### How to complete this task
Count the lines below that contain the word "items" and give only that number.

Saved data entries
*** Begin section ***

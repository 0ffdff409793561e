//! SQL text helpers

/// Positional bind marker understood by the MySQL driver
pub const PLACEHOLDER: &str = "?";

/// `count` placeholders joined with `", "`, for building `IN (...)` lists
pub fn placeholders(count: usize) -> String {
    vec![PLACEHOLDER; count].join(", ")
}

/// One placeholder per item of `items`
pub fn repeat_in_query_placeholders<T>(items: &[T]) -> String {
    placeholders(items.len())
}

*** End section ***

### Exercise response
3